Selain itu, saya butuh pakaian wanita untuk menari.
“Apa pun yang Anda butuhkan, saya bisa menyediakannya,” kata sistem itu tiba-tiba. “Dan saya akan memberi Anda satu potong pakaian wanita secara gratis!”
Mag memutar matanya. “Terima kasih, tapi tidak, terima kasih. Menari di depan semua orang dengan pakaian wanita? Aku lebih memilih mati dulu!”
Sistem itu sangat bagus dalam membantah semua yang dia katakan.
“Baiklah.” Amy tampak kecewa. Dia menoleh ke arah Sally. “Maukah Ibu berdansa denganku?”
Sally ingin mengatakan tidak, tetapi malah mengangguk.
“Terima kasih, Ibu!” kata Amy sambil memeluk erat Sally.
Sally tersenyum sambil mengelus kepala Amy. Dia senang menjadi ibu Amy, meskipun hanya untuk satu hari.
Hari-hari riang dan tanpa beban Amy akan berakhir begitu dia kembali ke Hutan Angin, dan Amy tidak akan pernah memanggilnya ibu lagi. Dengan mengingat hal ini, mata Sally melembut; jadi dia memutuskan untuk memanfaatkan setiap menit yang dia miliki bersama Amy sebaik mungkin.
Ketika Mag melihat Sally menatap Amy dengan mata yang hangat dan penuh kasih sayang, untuk sesaat ia merasa seolah-olah Sally adalah ibu kandungnya.
Gadis yang baik sekali, pikir Mag, lalu ia teringat Irina. Tiba-tiba pikirannya kembali jernih.
Penampilan anak-anak itu sangat menggemaskan dan memikat sehingga bahkan Mag pun merasa tertarik.
Dulu dia selalu tidur saat konser, tapi sekarang dia menyeringai seperti orang bodoh sambil menonton anak-anak tampil. Mungkin karena aku sudah tua.

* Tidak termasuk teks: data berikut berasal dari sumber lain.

//! Scheduler: tokio tasks that drive time for the mounted screen.
//!
//! DESIGN
//! ======
//! Three independent pieces:
//! - [`Animations`]: one-shot progress tasks keyed by name. Each publishes
//!   eased progress 0→1 through a `watch` channel. Starting a key that is
//!   already running aborts the old task first, so a key never has two runs.
//! - [`Ticker`]: sleeps for its period, publishes a tick count, repeats until
//!   stopped or dropped.
//! - [`Redraw`]: redraw requests collapse onto a single `Notify` permit, so
//!   any number of requests before the next frame yields one render.

#[cfg(test)]
#[path = "scheduler_test.rs"]
mod scheduler_test;

use std::collections::HashMap;
use std::sync::Arc;
use std::time::Duration;

use canvas::anim::Easing;
use tokio::sync::{Notify, watch};
use tokio::task::JoinHandle;
use tokio::time::{Instant, MissedTickBehavior};

// =============================================================================
// ANIMATIONS
// =============================================================================

/// Keyed one-shot animation tasks.
#[derive(Debug, Default)]
pub struct Animations {
    tasks: HashMap<String, JoinHandle<()>>,
}

impl Animations {
    #[must_use]
    pub fn new() -> Self {
        Self::default()
    }

    /// Start `key` from 0. A run already in flight under `key` is aborted and
    /// its receivers see the channel close.
    pub fn start(&mut self, key: &str, duration: Duration, easing: Easing, frame: Duration) -> watch::Receiver<f64> {
        if let Some(previous) = self.tasks.remove(key) {
            previous.abort();
        }
        let (tx, rx) = watch::channel(0.0);
        let handle = tokio::spawn(run_animation(tx, duration, easing, frame));
        self.tasks.insert(key.to_owned(), handle);
        rx
    }

    /// Abort `key`. Returns whether anything was running.
    pub fn stop(&mut self, key: &str) -> bool {
        match self.tasks.remove(key) {
            Some(handle) => {
                let running = !handle.is_finished();
                handle.abort();
                running
            }
            None => false,
        }
    }

    #[must_use]
    pub fn is_running(&self, key: &str) -> bool {
        self.tasks.get(key).is_some_and(|h| !h.is_finished())
    }
}

impl Drop for Animations {
    fn drop(&mut self) {
        for handle in self.tasks.values() {
            handle.abort();
        }
    }
}

async fn run_animation(tx: watch::Sender<f64>, duration: Duration, easing: Easing, frame: Duration) {
    let started = Instant::now();
    let mut frames = tokio::time::interval(frame);
    frames.set_missed_tick_behavior(MissedTickBehavior::Skip);
    loop {
        frames.tick().await;
        let t = if duration.is_zero() { 1.0 } else { started.elapsed().as_secs_f64() / duration.as_secs_f64() };
        let t = t.min(1.0);
        if tx.send(easing.apply(t)).is_err() || t >= 1.0 {
            return;
        }
    }
}

// =============================================================================
// TICKER
// =============================================================================

/// Repeating ticker. Stops when dropped.
#[derive(Debug)]
pub struct Ticker {
    handle: JoinHandle<()>,
    rx: watch::Receiver<u64>,
}

impl Ticker {
    #[must_use]
    pub fn start(period: Duration) -> Self {
        let (tx, rx) = watch::channel(0_u64);
        let handle = tokio::spawn(async move {
            let mut count = 0_u64;
            loop {
                tokio::time::sleep(period).await;
                count += 1;
                if tx.send(count).is_err() {
                    return;
                }
            }
        });
        Self { handle, rx }
    }

    /// Wait for the next tick and return how many have fired so far.
    /// `None` once the ticker has stopped.
    pub async fn tick(&mut self) -> Option<u64> {
        self.rx.changed().await.ok()?;
        Some(*self.rx.borrow_and_update())
    }

    pub fn stop(&self) {
        self.handle.abort();
    }

    #[must_use]
    pub fn count(&self) -> u64 {
        *self.rx.borrow()
    }
}

impl Drop for Ticker {
    fn drop(&mut self) {
        self.handle.abort();
    }
}

// =============================================================================
// REDRAW
// =============================================================================

/// Coalescing redraw request. Clones share one signal.
#[derive(Debug, Clone, Default)]
pub struct Redraw {
    notify: Arc<Notify>,
}

impl Redraw {
    #[must_use]
    pub fn new() -> Self {
        Self::default()
    }

    pub fn request(&self) {
        self.notify.notify_one();
    }

    /// Resolve once at least one request arrived since the last wait.
    pub async fn wait(&self) {
        self.notify.notified().await;
    }
}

Kemudian Mag membeli pemutar audio portabel dari sistem tersebut; dia membutuhkannya untuk memutar Gokuraku Jodo.
“Apakah ada orang lain yang ingin tampil?” tanya Luna setelah pertunjukan selesai.
Amy mengangkat tangannya. “Kami ingin membawakan lagu Spring is Here, Teacher Luna, Mother and I.”
Luna tersenyum. “Bagus! Mari kita beri tepuk tangan untuk Amy dan Sally.”
Sally berdiri dengan tenang dan berjalan ke tengah ruangan bersama Amy sambil mereka bertepuk tangan.
Semua orang tahu bahwa elf adalah penyanyi dan penari yang hebat, jadi ruangan itu dipenuhi dengan antisipasi.
“Ini pemutar audio, bukan monster, jadi jangan khawatir, anak-anak,” kata Mag sambil meletakkan pemutar portabel itu di atas meja dan menekan tombol putar.
Dentuman drum yang riang memenuhi ruangan, dan Amy serta Sally mulai menari, tubuh mereka lentur dan gerakan mereka anggun. Itu adalah pertunjukan yang sangat memanjakan mata.
“Amy menari seperti kupu-kupu!” seru Daphne sambil menempelkan kedua tangannya ke dada, matanya membelalak.
“Ini sangat indah!”
Pertunjukan mereka berada di level yang berbeda dibandingkan dengan pertunjukan orang tua dan anak-anak lainnya.
Para penonton tidak mengerti mengapa benda kecil itu mampu menghasilkan musik yang begitu indah.
Sally dan Amy membungkuk dan kembali ke tempat duduk mereka setelah selesai.
Mereka pun bertepuk tangan dengan meriah. Semua orang terpesona oleh tarian mereka.
Ketika tidak ada lagi yang ingin tampil, Luna menyuruh mereka untuk istirahat.
Beberapa orang tua mulai membagikan hadiah dan makanan ringan.
Anak-anak yang menerima camilan dan hadiah tampak sangat gembira. Ini mungkin bagian yang paling mereka sukai.
“Apakah Ayah membawa sesuatu untuk teman-teman sekelasku?” tanya Amy dengan penuh harap.
Mag tersenyum ragu-ragu ketika melihat kantong-kantong camilan di tangan Amy. “Um, aku tidak membawa apa pun seperti itu, tapi aku bisa memasak.”